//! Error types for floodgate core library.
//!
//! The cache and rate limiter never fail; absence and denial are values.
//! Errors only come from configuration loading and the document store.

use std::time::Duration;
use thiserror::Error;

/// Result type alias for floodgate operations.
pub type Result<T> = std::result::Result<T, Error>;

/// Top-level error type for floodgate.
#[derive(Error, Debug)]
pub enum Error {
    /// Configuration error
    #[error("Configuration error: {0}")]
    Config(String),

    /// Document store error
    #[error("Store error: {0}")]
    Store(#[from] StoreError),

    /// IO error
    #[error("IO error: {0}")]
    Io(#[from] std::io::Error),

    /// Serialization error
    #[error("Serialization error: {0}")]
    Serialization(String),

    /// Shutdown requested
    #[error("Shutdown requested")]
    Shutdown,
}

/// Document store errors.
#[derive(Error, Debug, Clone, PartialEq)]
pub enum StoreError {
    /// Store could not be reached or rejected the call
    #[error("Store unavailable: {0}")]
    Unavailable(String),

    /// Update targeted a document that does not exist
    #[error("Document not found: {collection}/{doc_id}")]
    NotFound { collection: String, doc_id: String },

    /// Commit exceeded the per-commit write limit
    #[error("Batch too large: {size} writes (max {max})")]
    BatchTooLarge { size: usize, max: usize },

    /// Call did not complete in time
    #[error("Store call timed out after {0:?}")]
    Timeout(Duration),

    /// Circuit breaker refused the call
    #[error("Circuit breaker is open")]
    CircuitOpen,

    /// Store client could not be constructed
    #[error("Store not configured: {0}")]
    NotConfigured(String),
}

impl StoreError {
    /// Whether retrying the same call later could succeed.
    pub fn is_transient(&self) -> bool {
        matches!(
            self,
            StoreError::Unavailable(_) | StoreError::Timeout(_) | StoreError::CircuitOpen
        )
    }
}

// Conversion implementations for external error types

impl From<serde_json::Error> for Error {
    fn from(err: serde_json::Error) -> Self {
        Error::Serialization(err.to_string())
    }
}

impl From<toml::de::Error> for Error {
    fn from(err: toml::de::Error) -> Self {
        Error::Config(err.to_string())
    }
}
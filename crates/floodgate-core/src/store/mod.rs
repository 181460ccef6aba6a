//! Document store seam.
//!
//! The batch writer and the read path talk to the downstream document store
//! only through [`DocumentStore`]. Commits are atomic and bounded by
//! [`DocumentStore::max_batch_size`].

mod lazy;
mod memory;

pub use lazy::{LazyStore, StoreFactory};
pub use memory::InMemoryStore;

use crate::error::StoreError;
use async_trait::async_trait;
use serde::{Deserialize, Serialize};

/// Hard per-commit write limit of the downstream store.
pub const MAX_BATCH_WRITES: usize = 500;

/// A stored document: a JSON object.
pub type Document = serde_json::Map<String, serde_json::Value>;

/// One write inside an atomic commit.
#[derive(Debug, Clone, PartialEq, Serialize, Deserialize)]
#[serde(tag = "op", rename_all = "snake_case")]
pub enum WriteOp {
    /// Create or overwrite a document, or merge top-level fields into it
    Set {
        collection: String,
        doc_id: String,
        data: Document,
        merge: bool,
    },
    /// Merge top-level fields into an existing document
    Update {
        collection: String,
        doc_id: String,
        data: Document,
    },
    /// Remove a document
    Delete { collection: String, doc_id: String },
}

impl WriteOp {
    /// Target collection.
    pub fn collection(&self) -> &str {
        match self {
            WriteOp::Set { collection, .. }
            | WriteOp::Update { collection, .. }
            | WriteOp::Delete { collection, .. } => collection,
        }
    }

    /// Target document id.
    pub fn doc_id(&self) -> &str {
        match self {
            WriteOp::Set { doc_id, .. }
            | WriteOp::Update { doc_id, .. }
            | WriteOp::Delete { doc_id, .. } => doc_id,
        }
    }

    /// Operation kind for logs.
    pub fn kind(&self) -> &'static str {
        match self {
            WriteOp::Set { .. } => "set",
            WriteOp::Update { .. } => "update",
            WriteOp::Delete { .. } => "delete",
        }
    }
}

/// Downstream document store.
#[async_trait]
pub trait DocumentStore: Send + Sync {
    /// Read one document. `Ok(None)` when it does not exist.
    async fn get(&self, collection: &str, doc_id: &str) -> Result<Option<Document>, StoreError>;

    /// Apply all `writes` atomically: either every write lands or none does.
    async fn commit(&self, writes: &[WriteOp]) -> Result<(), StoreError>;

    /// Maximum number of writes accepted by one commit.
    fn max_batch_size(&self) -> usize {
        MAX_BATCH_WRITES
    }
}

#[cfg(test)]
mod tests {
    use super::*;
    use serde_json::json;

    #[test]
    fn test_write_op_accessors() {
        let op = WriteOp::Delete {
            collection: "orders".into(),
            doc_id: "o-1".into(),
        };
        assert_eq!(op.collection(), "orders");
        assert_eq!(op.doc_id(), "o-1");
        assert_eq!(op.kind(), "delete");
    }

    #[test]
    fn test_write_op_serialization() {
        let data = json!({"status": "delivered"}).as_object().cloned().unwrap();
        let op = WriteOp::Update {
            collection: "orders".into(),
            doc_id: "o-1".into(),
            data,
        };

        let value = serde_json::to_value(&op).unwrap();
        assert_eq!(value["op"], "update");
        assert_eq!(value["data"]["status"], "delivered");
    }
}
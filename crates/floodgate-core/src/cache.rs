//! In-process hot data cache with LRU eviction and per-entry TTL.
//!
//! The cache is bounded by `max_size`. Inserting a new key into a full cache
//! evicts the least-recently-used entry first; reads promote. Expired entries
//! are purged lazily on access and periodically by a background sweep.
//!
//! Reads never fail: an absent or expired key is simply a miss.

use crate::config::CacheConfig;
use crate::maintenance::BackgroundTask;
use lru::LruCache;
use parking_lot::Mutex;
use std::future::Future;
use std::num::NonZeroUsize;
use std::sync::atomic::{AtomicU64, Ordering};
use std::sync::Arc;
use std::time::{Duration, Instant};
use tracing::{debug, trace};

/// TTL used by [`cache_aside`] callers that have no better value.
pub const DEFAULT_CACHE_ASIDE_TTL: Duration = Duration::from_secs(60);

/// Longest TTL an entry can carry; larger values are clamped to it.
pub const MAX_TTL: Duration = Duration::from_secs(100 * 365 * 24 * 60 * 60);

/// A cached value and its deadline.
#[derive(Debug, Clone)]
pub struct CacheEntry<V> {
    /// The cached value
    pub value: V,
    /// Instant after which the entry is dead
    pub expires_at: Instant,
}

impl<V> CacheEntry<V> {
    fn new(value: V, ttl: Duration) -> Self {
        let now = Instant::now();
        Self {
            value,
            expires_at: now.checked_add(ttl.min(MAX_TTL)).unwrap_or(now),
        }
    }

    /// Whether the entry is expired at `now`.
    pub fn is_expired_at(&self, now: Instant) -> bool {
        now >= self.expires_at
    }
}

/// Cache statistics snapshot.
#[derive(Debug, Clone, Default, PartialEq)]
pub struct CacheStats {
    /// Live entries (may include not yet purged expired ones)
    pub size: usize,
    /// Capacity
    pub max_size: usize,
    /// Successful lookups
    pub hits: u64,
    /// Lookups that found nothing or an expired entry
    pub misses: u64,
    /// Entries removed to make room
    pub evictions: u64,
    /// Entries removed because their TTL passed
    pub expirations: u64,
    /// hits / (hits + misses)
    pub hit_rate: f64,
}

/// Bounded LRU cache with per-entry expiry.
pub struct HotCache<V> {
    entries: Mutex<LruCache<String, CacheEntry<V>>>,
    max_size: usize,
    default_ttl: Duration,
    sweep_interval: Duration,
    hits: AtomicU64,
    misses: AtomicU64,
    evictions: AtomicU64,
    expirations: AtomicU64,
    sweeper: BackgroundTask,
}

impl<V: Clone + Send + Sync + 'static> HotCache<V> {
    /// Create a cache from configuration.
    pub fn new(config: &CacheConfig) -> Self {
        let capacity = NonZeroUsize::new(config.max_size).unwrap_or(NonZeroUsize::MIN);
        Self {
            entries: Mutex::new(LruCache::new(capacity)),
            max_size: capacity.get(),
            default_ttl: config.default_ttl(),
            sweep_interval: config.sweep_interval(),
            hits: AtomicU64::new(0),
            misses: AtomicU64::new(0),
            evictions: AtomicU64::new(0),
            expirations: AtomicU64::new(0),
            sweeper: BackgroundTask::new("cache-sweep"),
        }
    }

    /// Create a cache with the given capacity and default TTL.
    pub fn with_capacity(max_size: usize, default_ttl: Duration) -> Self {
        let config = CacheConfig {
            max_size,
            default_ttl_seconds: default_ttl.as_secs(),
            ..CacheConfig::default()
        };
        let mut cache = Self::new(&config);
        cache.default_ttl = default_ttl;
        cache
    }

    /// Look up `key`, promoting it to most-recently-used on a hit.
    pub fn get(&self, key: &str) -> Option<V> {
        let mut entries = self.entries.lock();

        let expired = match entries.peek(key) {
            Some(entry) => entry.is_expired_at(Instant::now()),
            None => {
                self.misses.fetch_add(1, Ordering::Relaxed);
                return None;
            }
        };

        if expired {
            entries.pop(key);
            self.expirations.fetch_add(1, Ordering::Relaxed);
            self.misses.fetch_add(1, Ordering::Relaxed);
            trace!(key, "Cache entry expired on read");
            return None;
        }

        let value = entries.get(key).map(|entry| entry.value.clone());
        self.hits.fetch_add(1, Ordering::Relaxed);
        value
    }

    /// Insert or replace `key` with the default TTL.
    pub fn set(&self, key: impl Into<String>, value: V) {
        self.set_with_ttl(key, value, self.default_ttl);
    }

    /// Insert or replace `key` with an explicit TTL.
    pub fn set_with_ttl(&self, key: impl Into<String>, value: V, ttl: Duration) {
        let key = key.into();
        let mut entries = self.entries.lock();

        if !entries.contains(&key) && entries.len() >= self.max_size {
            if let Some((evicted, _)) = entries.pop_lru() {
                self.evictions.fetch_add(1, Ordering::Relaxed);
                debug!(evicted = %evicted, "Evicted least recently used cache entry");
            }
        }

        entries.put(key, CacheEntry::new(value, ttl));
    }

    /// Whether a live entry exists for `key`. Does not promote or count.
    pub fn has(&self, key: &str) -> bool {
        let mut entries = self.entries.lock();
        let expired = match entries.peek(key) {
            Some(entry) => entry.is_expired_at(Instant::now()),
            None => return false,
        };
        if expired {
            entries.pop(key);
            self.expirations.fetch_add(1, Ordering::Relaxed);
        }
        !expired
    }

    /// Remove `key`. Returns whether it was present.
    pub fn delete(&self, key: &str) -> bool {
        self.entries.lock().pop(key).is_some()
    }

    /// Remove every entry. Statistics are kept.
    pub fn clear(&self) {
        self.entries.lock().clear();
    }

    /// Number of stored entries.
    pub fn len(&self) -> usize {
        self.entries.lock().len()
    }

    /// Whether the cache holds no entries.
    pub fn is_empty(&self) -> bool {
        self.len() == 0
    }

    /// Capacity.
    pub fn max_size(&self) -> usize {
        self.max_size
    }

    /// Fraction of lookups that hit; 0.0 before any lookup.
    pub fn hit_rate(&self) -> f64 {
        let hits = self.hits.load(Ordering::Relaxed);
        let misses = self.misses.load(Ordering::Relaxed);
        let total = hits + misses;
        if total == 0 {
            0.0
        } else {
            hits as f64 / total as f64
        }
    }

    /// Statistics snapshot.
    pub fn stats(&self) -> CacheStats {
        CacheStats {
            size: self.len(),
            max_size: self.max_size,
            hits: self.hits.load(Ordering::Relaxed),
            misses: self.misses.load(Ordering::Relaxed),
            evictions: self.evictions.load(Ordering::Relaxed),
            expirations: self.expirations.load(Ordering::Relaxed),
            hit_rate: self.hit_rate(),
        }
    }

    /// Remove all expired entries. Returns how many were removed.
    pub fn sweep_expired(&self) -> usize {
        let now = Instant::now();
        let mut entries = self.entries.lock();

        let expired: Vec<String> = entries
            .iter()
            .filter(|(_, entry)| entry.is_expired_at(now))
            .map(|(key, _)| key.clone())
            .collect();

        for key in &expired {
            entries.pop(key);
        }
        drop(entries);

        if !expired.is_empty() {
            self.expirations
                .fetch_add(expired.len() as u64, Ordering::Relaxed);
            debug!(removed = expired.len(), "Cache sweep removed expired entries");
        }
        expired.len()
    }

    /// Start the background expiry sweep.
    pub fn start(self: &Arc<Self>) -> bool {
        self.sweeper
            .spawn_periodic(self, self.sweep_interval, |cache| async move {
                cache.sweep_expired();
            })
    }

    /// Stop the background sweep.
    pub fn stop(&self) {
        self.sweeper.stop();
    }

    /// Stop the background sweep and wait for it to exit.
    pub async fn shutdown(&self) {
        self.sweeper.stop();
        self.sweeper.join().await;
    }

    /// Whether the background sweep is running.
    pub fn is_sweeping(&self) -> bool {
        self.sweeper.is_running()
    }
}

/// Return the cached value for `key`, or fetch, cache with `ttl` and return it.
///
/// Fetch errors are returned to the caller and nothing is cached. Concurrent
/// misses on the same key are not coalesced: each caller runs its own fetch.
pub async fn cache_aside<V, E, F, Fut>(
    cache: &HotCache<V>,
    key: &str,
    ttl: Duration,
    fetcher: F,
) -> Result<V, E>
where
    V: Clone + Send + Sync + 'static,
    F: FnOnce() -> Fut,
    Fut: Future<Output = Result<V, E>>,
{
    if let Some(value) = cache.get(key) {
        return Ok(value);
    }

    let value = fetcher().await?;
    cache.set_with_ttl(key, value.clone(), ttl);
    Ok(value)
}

▬▬▬▬▬▬

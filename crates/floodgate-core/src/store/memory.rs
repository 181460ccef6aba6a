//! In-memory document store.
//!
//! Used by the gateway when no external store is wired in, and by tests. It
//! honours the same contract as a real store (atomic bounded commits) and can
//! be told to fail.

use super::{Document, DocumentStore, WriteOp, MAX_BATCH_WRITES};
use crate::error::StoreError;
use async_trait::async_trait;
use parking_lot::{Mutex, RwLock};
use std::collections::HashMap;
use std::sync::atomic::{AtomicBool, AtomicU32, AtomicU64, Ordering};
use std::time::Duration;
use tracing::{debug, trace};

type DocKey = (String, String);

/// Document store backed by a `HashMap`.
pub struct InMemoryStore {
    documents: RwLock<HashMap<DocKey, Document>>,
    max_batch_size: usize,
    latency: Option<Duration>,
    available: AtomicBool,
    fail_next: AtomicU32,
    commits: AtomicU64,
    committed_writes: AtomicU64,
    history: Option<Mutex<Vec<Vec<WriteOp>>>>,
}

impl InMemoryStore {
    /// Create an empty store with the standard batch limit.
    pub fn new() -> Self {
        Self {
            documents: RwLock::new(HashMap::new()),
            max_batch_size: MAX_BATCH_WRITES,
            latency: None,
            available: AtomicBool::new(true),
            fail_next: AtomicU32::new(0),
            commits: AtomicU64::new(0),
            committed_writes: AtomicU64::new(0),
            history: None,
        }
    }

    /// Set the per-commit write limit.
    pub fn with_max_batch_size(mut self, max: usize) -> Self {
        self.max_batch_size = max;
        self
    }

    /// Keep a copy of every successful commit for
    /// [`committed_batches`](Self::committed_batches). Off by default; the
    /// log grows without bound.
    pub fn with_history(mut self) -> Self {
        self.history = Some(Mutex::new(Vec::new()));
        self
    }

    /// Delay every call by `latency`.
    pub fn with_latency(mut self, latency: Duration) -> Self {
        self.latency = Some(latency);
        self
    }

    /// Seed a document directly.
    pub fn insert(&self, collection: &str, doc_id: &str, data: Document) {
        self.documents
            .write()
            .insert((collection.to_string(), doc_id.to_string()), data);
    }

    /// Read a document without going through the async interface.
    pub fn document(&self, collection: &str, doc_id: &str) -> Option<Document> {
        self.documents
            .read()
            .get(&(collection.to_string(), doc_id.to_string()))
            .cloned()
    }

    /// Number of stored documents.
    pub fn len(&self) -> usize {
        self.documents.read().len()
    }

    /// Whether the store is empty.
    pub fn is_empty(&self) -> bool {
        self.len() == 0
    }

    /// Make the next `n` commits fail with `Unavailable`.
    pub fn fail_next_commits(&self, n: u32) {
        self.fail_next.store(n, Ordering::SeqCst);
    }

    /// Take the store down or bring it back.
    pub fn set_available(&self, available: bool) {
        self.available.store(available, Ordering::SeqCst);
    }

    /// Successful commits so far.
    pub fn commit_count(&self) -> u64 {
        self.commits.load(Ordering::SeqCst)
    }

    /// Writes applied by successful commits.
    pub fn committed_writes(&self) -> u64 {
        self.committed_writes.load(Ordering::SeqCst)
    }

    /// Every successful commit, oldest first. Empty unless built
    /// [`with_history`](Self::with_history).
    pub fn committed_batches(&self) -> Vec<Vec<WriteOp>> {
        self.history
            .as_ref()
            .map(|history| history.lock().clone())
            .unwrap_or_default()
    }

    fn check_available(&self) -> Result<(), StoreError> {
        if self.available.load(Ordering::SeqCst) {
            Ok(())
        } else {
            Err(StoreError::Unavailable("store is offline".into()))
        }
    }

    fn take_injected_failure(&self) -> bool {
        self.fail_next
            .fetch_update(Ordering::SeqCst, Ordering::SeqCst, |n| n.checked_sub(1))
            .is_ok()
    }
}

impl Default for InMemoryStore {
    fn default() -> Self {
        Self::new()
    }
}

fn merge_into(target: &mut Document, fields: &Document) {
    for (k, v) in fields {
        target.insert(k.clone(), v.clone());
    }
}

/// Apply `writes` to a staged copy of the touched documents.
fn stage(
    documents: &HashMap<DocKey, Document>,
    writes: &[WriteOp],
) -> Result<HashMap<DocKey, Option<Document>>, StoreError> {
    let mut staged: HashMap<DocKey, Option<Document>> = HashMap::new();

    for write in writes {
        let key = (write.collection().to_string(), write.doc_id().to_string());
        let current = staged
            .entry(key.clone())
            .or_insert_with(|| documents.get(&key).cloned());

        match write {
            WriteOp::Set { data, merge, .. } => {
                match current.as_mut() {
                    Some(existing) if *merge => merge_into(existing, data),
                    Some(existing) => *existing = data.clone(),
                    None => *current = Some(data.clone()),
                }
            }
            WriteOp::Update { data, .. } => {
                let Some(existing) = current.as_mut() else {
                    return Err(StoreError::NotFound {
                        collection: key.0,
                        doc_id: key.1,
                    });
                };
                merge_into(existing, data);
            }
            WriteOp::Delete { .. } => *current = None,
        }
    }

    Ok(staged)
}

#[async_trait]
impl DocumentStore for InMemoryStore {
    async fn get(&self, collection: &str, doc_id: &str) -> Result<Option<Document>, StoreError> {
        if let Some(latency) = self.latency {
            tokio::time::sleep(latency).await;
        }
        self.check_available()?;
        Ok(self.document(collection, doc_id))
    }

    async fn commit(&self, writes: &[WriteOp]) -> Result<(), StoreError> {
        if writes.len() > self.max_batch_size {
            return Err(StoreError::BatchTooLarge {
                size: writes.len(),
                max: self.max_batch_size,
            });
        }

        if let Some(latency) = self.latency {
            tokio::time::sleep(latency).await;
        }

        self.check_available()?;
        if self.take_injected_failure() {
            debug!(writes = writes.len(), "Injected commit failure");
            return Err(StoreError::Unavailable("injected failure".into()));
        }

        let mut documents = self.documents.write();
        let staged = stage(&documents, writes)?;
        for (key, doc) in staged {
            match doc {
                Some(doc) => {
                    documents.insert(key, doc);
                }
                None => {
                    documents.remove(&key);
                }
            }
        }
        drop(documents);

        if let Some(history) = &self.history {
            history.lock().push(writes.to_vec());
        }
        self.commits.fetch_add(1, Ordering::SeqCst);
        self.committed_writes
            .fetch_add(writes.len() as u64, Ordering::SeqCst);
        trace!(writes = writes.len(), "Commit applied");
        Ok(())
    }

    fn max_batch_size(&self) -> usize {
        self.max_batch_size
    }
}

▬▬▬▬▬▬

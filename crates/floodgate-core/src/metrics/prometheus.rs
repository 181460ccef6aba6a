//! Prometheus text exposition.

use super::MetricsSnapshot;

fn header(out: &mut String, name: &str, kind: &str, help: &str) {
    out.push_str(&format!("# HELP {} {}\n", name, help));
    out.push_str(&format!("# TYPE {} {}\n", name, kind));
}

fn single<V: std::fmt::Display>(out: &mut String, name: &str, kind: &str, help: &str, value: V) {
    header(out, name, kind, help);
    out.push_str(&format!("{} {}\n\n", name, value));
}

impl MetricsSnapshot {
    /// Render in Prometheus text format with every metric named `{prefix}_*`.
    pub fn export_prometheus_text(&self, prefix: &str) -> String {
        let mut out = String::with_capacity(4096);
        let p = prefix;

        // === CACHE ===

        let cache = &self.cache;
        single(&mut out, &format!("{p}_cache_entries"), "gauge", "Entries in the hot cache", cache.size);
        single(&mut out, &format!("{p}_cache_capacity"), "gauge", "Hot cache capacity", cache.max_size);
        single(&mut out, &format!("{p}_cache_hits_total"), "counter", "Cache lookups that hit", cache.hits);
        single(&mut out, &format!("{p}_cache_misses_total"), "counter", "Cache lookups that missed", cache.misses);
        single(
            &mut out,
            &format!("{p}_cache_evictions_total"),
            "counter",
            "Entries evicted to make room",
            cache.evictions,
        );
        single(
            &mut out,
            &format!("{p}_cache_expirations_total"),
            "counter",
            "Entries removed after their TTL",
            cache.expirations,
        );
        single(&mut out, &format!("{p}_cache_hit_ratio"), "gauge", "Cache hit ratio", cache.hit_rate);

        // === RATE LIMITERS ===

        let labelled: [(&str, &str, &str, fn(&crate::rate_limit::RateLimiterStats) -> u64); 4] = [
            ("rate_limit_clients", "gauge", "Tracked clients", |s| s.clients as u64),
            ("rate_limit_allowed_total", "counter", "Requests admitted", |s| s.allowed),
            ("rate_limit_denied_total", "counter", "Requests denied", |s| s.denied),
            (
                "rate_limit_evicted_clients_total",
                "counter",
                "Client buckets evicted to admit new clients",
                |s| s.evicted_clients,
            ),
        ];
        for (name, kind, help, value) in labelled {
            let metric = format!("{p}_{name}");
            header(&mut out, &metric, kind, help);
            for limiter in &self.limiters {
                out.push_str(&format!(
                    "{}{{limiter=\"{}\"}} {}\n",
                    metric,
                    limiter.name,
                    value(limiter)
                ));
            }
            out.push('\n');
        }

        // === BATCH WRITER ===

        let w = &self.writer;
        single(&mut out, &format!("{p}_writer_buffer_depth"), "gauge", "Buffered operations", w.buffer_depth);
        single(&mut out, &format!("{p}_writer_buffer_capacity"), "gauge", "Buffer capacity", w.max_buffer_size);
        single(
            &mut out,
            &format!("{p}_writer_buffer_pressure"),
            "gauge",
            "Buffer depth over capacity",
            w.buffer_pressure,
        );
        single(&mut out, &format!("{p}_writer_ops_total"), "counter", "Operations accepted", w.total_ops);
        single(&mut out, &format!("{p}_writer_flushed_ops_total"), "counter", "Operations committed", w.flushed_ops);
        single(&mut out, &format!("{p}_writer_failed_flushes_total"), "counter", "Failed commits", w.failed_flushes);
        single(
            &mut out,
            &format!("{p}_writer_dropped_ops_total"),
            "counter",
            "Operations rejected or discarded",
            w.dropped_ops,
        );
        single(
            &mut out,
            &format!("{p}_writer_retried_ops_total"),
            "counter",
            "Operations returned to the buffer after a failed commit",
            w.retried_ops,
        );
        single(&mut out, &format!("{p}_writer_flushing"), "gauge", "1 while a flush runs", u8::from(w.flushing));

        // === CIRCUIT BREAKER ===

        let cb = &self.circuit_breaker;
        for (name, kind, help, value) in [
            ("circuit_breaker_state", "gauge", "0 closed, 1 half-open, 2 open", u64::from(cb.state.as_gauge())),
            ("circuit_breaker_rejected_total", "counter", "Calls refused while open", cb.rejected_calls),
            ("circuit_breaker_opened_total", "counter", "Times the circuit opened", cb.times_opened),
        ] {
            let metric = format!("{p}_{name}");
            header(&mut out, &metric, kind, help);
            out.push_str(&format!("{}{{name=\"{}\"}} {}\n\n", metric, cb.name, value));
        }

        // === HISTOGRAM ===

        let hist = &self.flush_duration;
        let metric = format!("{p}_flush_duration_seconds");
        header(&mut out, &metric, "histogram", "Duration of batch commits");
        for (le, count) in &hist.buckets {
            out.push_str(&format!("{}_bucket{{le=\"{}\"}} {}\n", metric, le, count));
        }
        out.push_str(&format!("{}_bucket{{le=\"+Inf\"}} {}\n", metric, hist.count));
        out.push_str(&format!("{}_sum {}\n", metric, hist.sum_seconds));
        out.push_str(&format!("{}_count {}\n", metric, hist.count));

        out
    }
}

▬▬▬▬▬▬

Problem to solve: Please reproduce, exactly as they appear above, the lines from the line containing "floodgate core library." up to and including the line containing "usize, max: usize".

Output of the task:
//! Error types for floodgate core library.
//!
//! The cache and rate limiter never fail; absence and denial are values.
//! Errors only come from configuration loading and the document store.

use std::time::Duration;
use thiserror::Error;

/// Result type alias for floodgate operations.
pub type Result<T> = std::result::Result<T, Error>;

/// Top-level error type for floodgate.
#[derive(Error, Debug)]
pub enum Error {
    /// Configuration error
    #[error("Configuration error: {0}")]
    Config(String),

    /// Document store error
    #[error("Store error: {0}")]
    Store(#[from] StoreError),

    /// IO error
    #[error("IO error: {0}")]
    Io(#[from] std::io::Error),

    /// Serialization error
    #[error("Serialization error: {0}")]
    Serialization(String),

    /// Shutdown requested
    #[error("Shutdown requested")]
    Shutdown,
}

/// Document store errors.
#[derive(Error, Debug, Clone, PartialEq)]
pub enum StoreError {
    /// Store could not be reached or rejected the call
    #[error("Store unavailable: {0}")]
    Unavailable(String),

    /// Update targeted a document that does not exist
    #[error("Document not found: {collection}/{doc_id}")]
    NotFound { collection: String, doc_id: String },

    /// Commit exceeded the per-commit write limit
    #[error("Batch too large: {size} writes (max {max})")]
    BatchTooLarge { size: usize, max: usize },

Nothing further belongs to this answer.